Especificamente, preparei todo o repertório e depois nos reunimos com meus amigos do grupo e como sempre acontece, aí acaba tomando forma. Parece-me muito necessário confiar nas opiniões das pessoas que se convoca para integrar um projeto e sob essa premissa, houve algumas alterações em algumas composições. Mas basicamente, as composições em sua maioria já estavam quase fechadas desde o início.
WG – Você utiliza a voz em ‘Intro‘ e em ‘Linha‘ há a participação de Hermeto fazendo uma inserção vocal. Nos fale sobre essas experiências. Pretende utilizar a voz cada vez mais dentro das suas composições?

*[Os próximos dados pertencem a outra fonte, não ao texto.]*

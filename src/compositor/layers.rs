//! # Free Multi-Layer Placement
//!
//! Composites independently timed sequences at arbitrary canvas positions.
//! This is the synchronization-critical path: the canvas bounding box is
//! computed once over every frame of every layer, the logical frame count is
//! the maximum across layers, and each output frame paints every layer's
//! cycled frame in layer order with straight alpha-over.

use rayon::prelude::*;
use tracing::debug;

use crate::compositor::blend::blit_over;
use crate::error::{CompositeError, Result};
use crate::sequence::frame::Frame;
use crate::sequence::types::FrameSequence;

/// A sequence pinned to a fixed position on the shared output canvas
///
/// Layer order is paint order: later layers paint over earlier ones.
#[derive(Clone, Debug)]
pub struct Layer {
    pub sequence: FrameSequence,
    /// Top-left offset on the output canvas; may be negative, in which case
    /// the off-canvas part is clipped
    pub position: (i64, i64),
}

impl Layer {
    pub fn new(sequence: FrameSequence, position: (i64, i64)) -> Self {
        Self { sequence, position }
    }

    /// Place a layer by resolving a click point against an anchor mode
    pub fn anchored(sequence: FrameSequence, anchor: Anchor, click: (i64, i64)) -> Self {
        let dims = (sequence.width(), sequence.height());
        let position = anchor.resolve(click, dims);
        Self { sequence, position }
    }
}

/// How a click point maps to a layer's stored top-left position
///
/// The nine directional modes treat the click as the corresponding point of
/// the layer's current frame; `Custom` passes the coordinates through
/// unchanged.
#[derive(Clone, Copy, Debug, PartialEq, Eq)]
pub enum Anchor {
    TopLeft,
    TopCenter,
    TopRight,
    CenterLeft,
    Center,
    CenterRight,
    BottomLeft,
    BottomCenter,
    BottomRight,
    Custom,
}

impl Anchor {
    /// Resolve a click point into a top-left position for a frame of the
    /// given dimensions
    pub fn resolve(self, click: (i64, i64), dims: (u32, u32)) -> (i64, i64) {
        let (cx, cy) = click;
        let (w, h) = (i64::from(dims.0), i64::from(dims.1));

        let x = match self {
            Anchor::TopLeft | Anchor::CenterLeft | Anchor::BottomLeft | Anchor::Custom => cx,
            Anchor::TopCenter | Anchor::Center | Anchor::BottomCenter => cx - w / 2,
            Anchor::TopRight | Anchor::CenterRight | Anchor::BottomRight => cx - w,
        };
        let y = match self {
            Anchor::TopLeft | Anchor::TopCenter | Anchor::TopRight | Anchor::Custom => cy,
            Anchor::CenterLeft | Anchor::Center | Anchor::CenterRight => cy - h / 2,
            Anchor::BottomLeft | Anchor::BottomCenter | Anchor::BottomRight => cy - h,
        };

        (x, y)
    }
}

/// Composite the layers into a single sequence
///
/// The output has `max(frame_count)` logical frames; each layer contributes
/// its frame `i % frame_count` to output frame `i`, painted in layer order
/// onto a transparent canvas sized up front to hold every frame of every
/// layer at its position.
///
/// Each output frame's duration is the maximum of the contributing layers'
/// current-frame durations: the frame stays up until the slowest layer is due
/// to advance. This is independent of layer order, unlike keying the timing
/// off whichever layer happens to paint last.
pub fn compose_layers(layers: &[Layer]) -> Result<FrameSequence> {
    if layers.is_empty() {
        return Err(CompositeError::EmptyInput.into());
    }

    let (canvas_width, canvas_height) = canvas_bounds(layers);
    let output_count = layers
        .iter()
        .map(|l| l.sequence.frame_count())
        .max()
        .unwrap_or(0);

    debug!(
        layers = layers.len(),
        canvas_width, canvas_height, output_count, "compositing layers"
    );

    // Output frames are independent of each other; render in parallel and
    // join by index.
    let rendered: Vec<(Frame, u32)> = (0..output_count)
        .into_par_iter()
        .map(|index| render_output_frame(layers, index, canvas_width, canvas_height))
        .collect();

    let (frames, durations): (Vec<Frame>, Vec<u32>) = rendered.into_iter().unzip();
    FrameSequence::new(frames, durations, 0)
}

/// Bounding box over every frame of every layer at its fixed position
///
/// Frame dimensions are not guaranteed uniform within a layer, so every frame
/// is considered. Extent left of or above the origin is clipped and does not
/// grow the canvas; the result is floored at 1×1.
pub fn canvas_bounds(layers: &[Layer]) -> (u32, u32) {
    let mut right: i64 = 1;
    let mut bottom: i64 = 1;

    for layer in layers {
        let (x, y) = layer.position;
        for frame in layer.sequence.frames() {
            right = right.max(x + i64::from(frame.width()));
            bottom = bottom.max(y + i64::from(frame.height()));
        }
    }

    (right as u32, bottom as u32)
}

fn render_output_frame(
    layers: &[Layer],
    index: usize,
    canvas_width: u32,
    canvas_height: u32,
) -> (Frame, u32) {
    let mut canvas = Frame::new_transparent(canvas_width, canvas_height).into_image();
    let mut duration_ms = 0u32;

    for layer in layers {
        let cycle = index % layer.sequence.frame_count();
        let frame = &layer.sequence.frames()[cycle];
        blit_over(&mut canvas, frame.as_image(), layer.position.0, layer.position.1);
        duration_ms = duration_ms.max(layer.sequence.durations_ms()[cycle]);
    }

    (Frame::new(canvas), duration_ms)
}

FR – Acho o uso da voz muito interessante, acho que cria uma textura muito sutil e natural ao mesmo tempo. E, por outro lado, se inclui também a palavra, pode ser mais um elemento de consciência, dando uma mensagem mais concreta e precisa que pode eventualmente ter outra chegada ao ouvinte. Além disso, estou num momento artístico onde me sinto muito permeável à ideia de pós-produção musical, colorindo ou adornando com diferentes elementos e, nesse sentido, a voz parece-me um elemento muito bonito a incluir.

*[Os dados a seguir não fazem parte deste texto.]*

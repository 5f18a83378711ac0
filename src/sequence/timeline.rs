//! # Timeline Editing
//!
//! Pure transformations of a single [`FrameSequence`]: reordering,
//! duplication, removal, range extraction, splitting and retiming. Every
//! operation validates all of its inputs up front, then builds and returns a
//! new sequence — the input is never touched, and no partially edited result
//! can escape on error.

use tracing::debug;

use crate::error::{Result, TimelineError};
use crate::sequence::types::FrameSequence;

/// Reorder frames according to `permutation`
///
/// `permutation` must be a true bijection over `0..frame_count`: output frame
/// `i` becomes input frame `permutation[i]`, and durations follow the same
/// mapping. Length mismatches, out-of-range indices and duplicates are all
/// rejected before anything is copied.
pub fn reorder(sequence: &FrameSequence, permutation: &[usize]) -> Result<FrameSequence> {
    let frame_count = sequence.frame_count();

    if permutation.len() != frame_count {
        return Err(TimelineError::InvalidPermutation {
            reason: format!(
                "permutation length {} does not match frame count {}",
                permutation.len(),
                frame_count
            ),
        }
        .into());
    }

    let mut seen = vec![false; frame_count];
    for &index in permutation {
        if index >= frame_count {
            return Err(TimelineError::InvalidPermutation {
                reason: format!("index {} out of range for {} frames", index, frame_count),
            }
            .into());
        }
        if seen[index] {
            return Err(TimelineError::InvalidPermutation {
                reason: format!("index {} appears more than once", index),
            }
            .into());
        }
        seen[index] = true;
    }

    debug!(frame_count, "reordering frames");

    let frames = permutation
        .iter()
        .map(|&i| sequence.frames()[i].clone())
        .collect();
    let durations = permutation
        .iter()
        .map(|&i| sequence.durations_ms()[i])
        .collect();

    FrameSequence::new(frames, durations, sequence.loop_count())
}

/// Move the frame at `from_index` to `to_index`
///
/// The frame is removed first, so positions to its right shift left before
/// reinsertion. Delegates to [`reorder`] with the equivalent permutation.
pub fn move_frame(
    sequence: &FrameSequence,
    from_index: usize,
    to_index: usize,
) -> Result<FrameSequence> {
    let frame_count = sequence.frame_count();
    check_index(from_index, frame_count)?;
    check_index(to_index, frame_count)?;

    let mut permutation: Vec<usize> = (0..frame_count).collect();
    let moved = permutation.remove(from_index);
    permutation.insert(to_index, moved);

    reorder(sequence, &permutation)
}

/// Insert `count` copies of the frame at `index` immediately after it
pub fn duplicate(sequence: &FrameSequence, index: usize, count: usize) -> Result<FrameSequence> {
    check_index(index, sequence.frame_count())?;

    if count == 0 {
        return Err(TimelineError::InvalidParameters {
            details: "duplicate count must be at least 1".to_string(),
        }
        .into());
    }

    let mut frames = Vec::with_capacity(sequence.frame_count() + count);
    let mut durations = Vec::with_capacity(sequence.frame_count() + count);

    for (i, (frame, &duration)) in sequence
        .frames()
        .iter()
        .zip(sequence.durations_ms())
        .enumerate()
    {
        frames.push(frame.clone());
        durations.push(duration);
        if i == index {
            for _ in 0..count {
                frames.push(frame.clone());
                durations.push(duration);
            }
        }
    }

    FrameSequence::new(frames, durations, sequence.loop_count())
}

Gostei de incluir a voz de Hermeto Pascoal naquela música, pois Linha traz texturas que evocam certas paisagens sonoras que podem ser encontradas em sua obra. Além disso, o Hermeto acaba sendo uma grande influência para mim, sou um grande admirador de todo o seu trabalho.
WG – O processo de gravação e mixagem foram feitos no mesmo estúdio? Foi demorado?
FR – A gravação foi ao vivo por dois dias consecutivos e por sua vez, houve um trabalho de produção daquela sessão que foi feito em minha casa, no estúdio de Hernán Jacinto e no estúdio de Fernando Moreno, foi um processo de experimentação onde tentei muitas coisas, “fiz e desfiz” até conseguir o que queria. Por isso, a mixagem talvez tenha levado mais tempo do que normalmente leva para mixar um álbum de jazz, já que havia músicas onde havia muitos canais, mas além do trabalho que exigiu, estou muito satisfeito com o som do álbum, o som Foi muito cuidado e meticulosamente trabalhado.
WG – Quando foi que começou a divulgar ‘Paisajes de un Venidero Retorno‘? Está tendo uma boa repercussão crítica? Como foram os shows de lançamento?
FR – O álbum foi lançado no final de julho (em formato físico e digital) pelo selo Club del Disco. A repercussão foi muito boa, o que me deixa muito feliz, mas além disso, me sinto feliz com o disco que fiz, acho que representa o meu momento artístico de uma forma muito fiel. Até agora já fiz três apresentações aqui em Buenos Aires e pretendo levar essa música para fora da cidade e até para o exterior, espero que o contexto global me ajude a poder especificá-lo.
WG – O que está pensando como projetos para os próximos anos?
FR – Quero muito continuar apresentando minhas novas músicas e também fazer parte de projetos interessantes. Tenho duas viagens à Europa marcadas para 2022 com projetos diferentes e por sua vez, algumas gravações que também me estimulam muito.
Eu realmente acho a cena musical que tenho que integrar aqui em Buenos Aires muito interessante, há muitos artistas fazendo coisas muito desafiadoras e de alta qualidade. Acho que esse fenômeno se estende ao resto da América do Sul, pois tenho amigos no Chile, Brasil e Paraguai que têm propostas muito interessantes e me mantêm muito atento ao que acontece em nossas cenas irmãs, não só como ouvinte, mas como sou também muito interessado em me alimentar com suas propostas e descobertas artísticas.